Baidu (NASDAQ:BIDU) is the leading online search provider in China. Its stock has dropped by more than 15% since the latest earnings were released on February 4, 2013. Several factors contributed to the drop in the stock price including slower growth and increasing competition from Qihoo and others as well as mobile monetization problems.
While our $115 price estimate for Baidu’s stock represents more than 30% premium to the current market price, we also believe there are various risks related to investing in Baidu, which are discussed in this article. Baidu faces deceleration in its growth rate as its 42% top line growth in Q4 2012, was almost half as compared to the previous year. Its operating margin also contracted during 2012 on account of rising costs. Growing competition in the online advertising industry from newer players such as Qihoo and Baidu’s low market share in the mobile search market are further expected to weigh on the company’s earnings in the future.
Risks Related To Investing In Baidu
Decelerating Growth In The Top line Coupled With Narrowing Operating Margins
Revenue (RMB billion)
While Baidu’s top line grew at an impressive rate of 42% in Q4 2012, it is important to note that the growth rate almost halved as compared to the previous year. It is also interesting to consider that the growth rate in the Chinese Internet advertising market has comparatively slowed down after experiencing heavy growth over the past years. In 2012, the Chinese online advertising revenue rose by 47% as compared to a higher growth rate of 54% and 58% in 2010 and 2011 respectively, according to iResearch.
The Chinese online advertising market is further expected to slow down over the coming years. During 2013-2016, the Chinese online advertising revenue is estimated to grow at a CAGR of 26%.  The factors that contribute to the decline in growth rate include maturing market, difficulty monetizing the mobile platform and macro headwinds in the Chinese economy.

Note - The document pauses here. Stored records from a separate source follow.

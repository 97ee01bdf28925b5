//! Blocking client for a remote glyph search service.
//!
//! The service exposes `GET /api/search?q=<query>&num_results=<n>` and
//! answers `{ "results": [GlyphRecord, ...] }`. Decoded records are handed
//! to the same copy-text derivation as local ones.

use std::time::Duration;

use miette::Diagnostic;
use serde::Deserialize;
use thiserror::Error;

use crate::glyph::{GlyphRecord, SearchResults, parse_glyph_name};

const REQUEST_TIMEOUT: Duration = Duration::from_secs(10);

#[derive(Debug, Error, Diagnostic)]
pub enum ClientError {
    #[error("remote request failed: {message}")]
    #[diagnostic(
        code(nerd::client::request),
        help("Is the search service running at the configured --remote URL?")
    )]
    Request { message: String },

    #[error("unexpected response from server: {message}")]
    #[diagnostic(code(nerd::client::response), help("Server version mismatch?"))]
    Response { message: String },
}

pub type ClientResult<T> = Result<T, ClientError>;

/// `GET /health` body.
#[derive(Debug, Clone, Deserialize)]
pub struct HealthStatus {
    pub status: String,
    pub version: String,
    pub glyphs: usize,
}

/// HTTP client for the search service.
pub struct SearchClient {
    base_url: String,
    http: ureq::Agent,
}

impl SearchClient {
    pub fn new(base_url: &str) -> Self {
        Self {
            base_url: base_url.trim_end_matches('/').to_string(),
            http: ureq::AgentBuilder::new().timeout(REQUEST_TIMEOUT).build(),
        }
    }

    pub fn base_url(&self) -> &str {
        &self.base_url
    }

    fn endpoint(&self, path: &str) -> String {
        format!("{}{path}", self.base_url)
    }

    /// Search remotely for up to `num_results` glyphs.
    pub fn search(&self, query: &str, num_results: usize) -> ClientResult<Vec<GlyphRecord>> {
        let url = self.endpoint("/api/search");
        tracing::debug!(%url, query, num_results, "remote glyph search");
        let resp = self
            .http
            .get(&url)
            .query("q", query)
            .query("num_results", &num_results.to_string())
            .call()
            .map_err(request_error)?;
        let body: SearchResults = resp.into_json().map_err(|e| ClientError::Response {
            message: format!("failed to parse JSON: {e}"),
        })?;
        Ok(body.results)
    }

    /// Fetch one glyph by exact font name.
    ///
    /// The service only does substring search, so this searches for the name
    /// (or, for names longer than `max_query_len`, a prefix of their
    /// description) and picks the exact match. `Ok(None)` when the name is
    /// unknown or malformed.
    pub fn find(
        &self,
        font_name: &str,
        max_query_len: usize,
        max_results: usize,
    ) -> ClientResult<Option<GlyphRecord>> {
        let Some(query) = find_query(font_name, max_query_len) else {
            return Ok(None);
        };
        Ok(self
            .search(&query, max_results)?
            .into_iter()
            .find(|r| r.font_name == font_name))
    }

    /// Check that the service is up.
    pub fn health(&self) -> ClientResult<HealthStatus> {
        let resp = self
            .http
            .get(&self.endpoint("/health"))
            .call()
            .map_err(request_error)?;
        resp.into_json().map_err(|e| ClientError::Response {
            message: format!("failed to parse JSON: {e}"),
        })
    }
}

/// Query that will return `font_name` from a substring search capped at
/// `max_len` characters.
fn find_query(font_name: &str, max_len: usize) -> Option<String> {
    if font_name.chars().count() <= max_len {
        return Some(font_name.to_string());
    }
    let (_, _, description) = parse_glyph_name(font_name).ok()?;
    Some(description.chars().take(max_len).collect())
}

fn request_error(e: ureq::Error) -> ClientError {
    match e {
        ureq::Error::Status(code, resp) => {
            let detail = resp.into_string().unwrap_or_default();
            ClientError::Request {
                message: format!("server returned {code}: {detail}"),
            }
        }
        ureq::Error::Transport(t) => ClientError::Request {
            message: t.to_string(),
        },
    }
}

|Operating Profit Margin (2012)||49%||51.6%||52.7%||45%|
|Operating Profit Margin (2011)||49.1%||54.4%||53.3%||51.3%|
The operating margins came down in 2012, and this is a worrying trend for the company. In Q4 2012, the operating margin was recorded at 45% as compared to 51.3% in the prior year. Interestingly, R&D expenses rose by 70% annually in Q4 2012, and we think these expenses will keep growing in the near term as Baidu counters rising competition in the market. We expect growing competition and rising costs to weigh on Baidu’s EBITDA margins over our forecast horizon.

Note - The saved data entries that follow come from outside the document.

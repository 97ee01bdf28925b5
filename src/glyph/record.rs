//! The glyph record exchanged between catalog, search service and UI.

use serde::{Deserialize, Serialize};

use super::{GlyphError, GlyphResult};

/// One searchable icon entry.
///
/// Records are plain values: nothing is validated on construction, so a
/// search response carrying one bad code point still decodes. Validation
/// happens when copy texts are derived.
#[derive(Debug, Clone, PartialEq, Eq, Hash, Serialize, Deserialize)]
pub struct GlyphRecord {
    /// Identifier such as `nf-md-cat`, also the CSS class of the glyph face.
    pub font_name: String,
    /// Series prefix, `nf` for every Nerd Fonts glyph.
    pub series: String,
    /// Icon set the glyph belongs to (`md`, `cod`, `fa`, ...).
    pub group: String,
    /// Code point as a hexadecimal string, e.g. `f011b`.
    pub unicode: String,
    /// Human-readable label, e.g. `cat`.
    pub description: String,
}

impl GlyphRecord {
    /// Build a record from a catalog entry (`nf-md-cat` → `f011b`).
    pub fn from_name(font_name: &str, unicode: &str) -> GlyphResult<Self> {
        let (series, group, description) = parse_glyph_name(font_name)?;
        Ok(Self {
            font_name: font_name.to_string(),
            series,
            group,
            unicode: unicode.to_string(),
            description,
        })
    }
}

/// Body of a `search` endpoint response.
#[derive(Debug, Clone, Default, PartialEq, Eq, Serialize, Deserialize)]
pub struct SearchResults {
    pub results: Vec<GlyphRecord>,
}

/// Split a glyph name into `(series, group, description)`.
///
/// `nf-cod-arrow_small_left` becomes `("nf", "cod", "arrow small left")`.
/// Only the first two dashes separate fields; underscores in the
/// description turn into spaces.
pub fn parse_glyph_name(name: &str) -> GlyphResult<(String, String, String)> {
    let mut parts = name.splitn(3, '-');
    let (Some(series), Some(group), Some(raw)) = (parts.next(), parts.next(), parts.next()) else {
        return Err(GlyphError::MalformedName { name: name.into() });
    };
    if series.is_empty() || group.is_empty() || raw.is_empty() {
        return Err(GlyphError::MalformedName { name: name.into() });
    }
    Ok((series.to_string(), group.to_string(), raw.replace('_', " ")))
}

Growing Competition In The Chinese Online Search Market
Baidu is the dominant player in the Chinese online search market with a market share of around 80%. However, the sector is witnessing increased competition with the entry of newer players such as Qihoo. Launched in August 2012, Qihoo has already gained 10% share in the market. Qihoo’s management plans to grow this share to 20% by the end of 2013 and 40% by 2015.

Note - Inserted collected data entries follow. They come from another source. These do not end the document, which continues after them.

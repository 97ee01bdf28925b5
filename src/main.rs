//! nerd-search CLI: find Nerd Fonts glyphs and print their copy texts.

use std::path::PathBuf;

use clap::{Parser, Subcommand};
use miette::{IntoDiagnostic, Result};

use nerd_search::catalog::GlyphCatalog;
use nerd_search::client::SearchClient;
use nerd_search::config::SearchConfig;
use nerd_search::glyph::{
    CopyFormat, EmptyQueryPolicy, GlyphError, GlyphRecord, decode_literal, derive_copy_texts,
    unicode_literal,
};
use nerd_search::paths::NerdPaths;

#[derive(Parser)]
#[command(name = "nerd-search", version, about = "Search Nerd Fonts glyphs")]
struct Cli {
    /// Config file (defaults to $XDG_CONFIG_HOME/nerd-search/config.toml).
    #[arg(long, global = true)]
    config: Option<PathBuf>,

    /// Glyph catalog JSON file.
    #[arg(long, global = true)]
    catalog: Option<PathBuf>,

    /// Base URL of a search service to query instead of the local catalog.
    #[arg(long, global = true)]
    remote: Option<String>,

    #[command(subcommand)]
    command: Commands,
}

#[derive(Subcommand)]
enum Commands {
    /// Search glyphs by name or description.
    Search {
        /// Query text (case-insensitive substring).
        query: String,

        /// Maximum number of results.
        #[arg(long)]
        limit: Option<usize>,

        /// Print only this copy text per match (char, hex, name, literal).
        #[arg(long)]
        format: Option<CopyFormat>,

        /// Let an empty query list every glyph.
        #[arg(long)]
        all: bool,
    },

    /// Print the copy texts of one glyph.
    Copy {
        /// Font name, e.g. nf-md-cat.
        font_name: String,

        /// Print only this copy text (char, hex, name, literal).
        #[arg(long)]
        format: Option<CopyFormat>,
    },

    /// Escape a string as a \uXXXX literal.
    Literal {
        text: String,
    },

    /// Decode a \uXXXX literal back to text.
    Decode {
        literal: String,
    },

    /// Show catalog and configuration details.
    Info,
}

fn main() -> Result<()> {
    miette::set_hook(Box::new(|_| {
        Box::new(
            miette::MietteHandlerOpts::new()
                .terminal_links(true)
                .unicode(true)
                .context_lines(3)
                .build(),
        )
    }))
    .ok(); // Ignore error if hook already set (e.g., in tests)

    tracing_subscriber::fmt()
        .with_env_filter(
            tracing_subscriber::EnvFilter::try_from_default_env()
                .unwrap_or_else(|_| tracing_subscriber::EnvFilter::new("warn")),
        )
        .with_writer(std::io::stderr)
        .init();

    let cli = Cli::parse();

    // Only needed when a path was not given explicitly.
    let paths = NerdPaths::resolve().ok();
    let config_path = cli
        .config
        .clone()
        .or_else(|| paths.as_ref().map(NerdPaths::config_file));
    let mut config = match &config_path {
        Some(path) => SearchConfig::load_or_default(path)?,
        None => SearchConfig::default(),
    };
    if cli.catalog.is_some() {
        config.catalog = cli.catalog.clone();
    }
    if cli.remote.is_some() {
        config.remote = cli.remote.clone();
    }

    match cli.command {
        Commands::Search {
            query,
            limit,
            format,
            all,
        } => {
            let limit = limit.unwrap_or(config.default_results);
            let records = match &config.remote {
                Some(url) => {
                    config.check_remote_search(&query, limit, all)?;
                    SearchClient::new(url).search(&query, limit)?
                }
                None => {
                    let catalog = open_catalog(&config, paths.as_ref())?;
                    let mut options = config.lookup_options(limit);
                    if all {
                        options.empty_query = EmptyQueryPolicy::All;
                    }
                    catalog.search(&query, &options)
                }
            };

            if records.is_empty() {
                eprintln!("No glyphs match \"{query}\".");
            }
            for record in &records {
                print_record(record, format);
            }
        }

        Commands::Copy { font_name, format } => {
            let record = match &config.remote {
                Some(url) => SearchClient::new(url)
                    .find(&font_name, config.max_query_len, config.max_results)?
                    .ok_or_else(|| GlyphError::UnknownGlyph {
                        font_name: font_name.clone(),
                    })?,
                None => open_catalog(&config, paths.as_ref())?
                    .require(&font_name)?
                    .clone(),
            };
            let texts = derive_copy_texts(&record)?;
            match format {
                Some(f) => println!("{}", texts.get(f)),
                None => {
                    for (f, text) in texts.iter() {
                        println!("{:<15} {text}", f.label());
                    }
                }
            }
        }

        Commands::Literal { text } => {
            println!("{}", unicode_literal(&text));
        }

        Commands::Decode { literal } => {
            println!("{}", decode_literal(&literal)?);
        }

        Commands::Info => {
            match &config_path {
                Some(path) if path.exists() => println!("Config: {}", path.display()),
                Some(path) => println!("Config: {} (not found, using defaults)", path.display()),
                None => println!("Config: (defaults)"),
            }
            match &config.remote {
                Some(url) => {
                    let health = SearchClient::new(url).health()?;
                    println!(
                        "Remote: {url} ({}, v{}, {} glyphs)",
                        health.status, health.version, health.glyphs
                    );
                }
                None => {
                    let catalog = open_catalog(&config, paths.as_ref())?;
                    println!("Glyphs: {}", catalog.len());
                }
            }
            let toml = toml::to_string_pretty(&config).into_diagnostic()?;
            println!("\n{toml}");
        }
    }

    Ok(())
}

fn open_catalog(config: &SearchConfig, paths: Option<&NerdPaths>) -> Result<GlyphCatalog> {
    let fallback = paths.map(NerdPaths::catalog_file);
    Ok(GlyphCatalog::resolve(
        config.catalog.as_deref(),
        fallback.as_deref(),
    )?)
}

fn print_record(record: &GlyphRecord, format: Option<CopyFormat>) {
    match format {
        Some(f) => match derive_copy_texts(record) {
            Ok(texts) => println!("{}", texts.get(f)),
            Err(e) => tracing::warn!("{e}"),
        },
        None => {
            let glyph = derive_copy_texts(record)
                .map(|t| t.character)
                .unwrap_or_else(|_| "?".to_string());
            println!(
                "{glyph}  {:<32} {:<8} {}",
                record.font_name, record.unicode, record.description
            );
        }
    }
}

Whether or not Qihoo is able to achieve its targets, we expect the competition to get fierce between the two companies, and this factor could weigh on Baidu’s profitability in the future.
Shift To Mobile Internet Presents Problems for Baidu
The Chinese Internet market is in the midst of a transition phase with increasing number of people accessing Internet via mobile. In 2012, around 75% of the total Internet users in China used mobile to access Internet as compared to around 69% in the previous year.
This trend presents various challenges to Baidu, which has a much lower market share on mobile devices (35%). Also, the mobile search market is fragmented, with presence of players such as Tencent and Easou having market shares of 23% and 22% respectively. While Baidu is aggressively taking steps to improve its mobile offering, we believe it will find it difficult to raise its market share significantly, given the fragmented nature of the market. Further, mobile platform also suffers from low monetization problems on account of smaller screen size.
Since Baidu derives most of its revenues from China, it also faces various China-specific risks such as slowdown in the Chinese economy and adverse government Internet policies. In addition, while Baidu has not faced any accounting issues in the past, some investors worry about accounting problems with Chinese companies and this has negatively impacted Baidu’s stock in the past.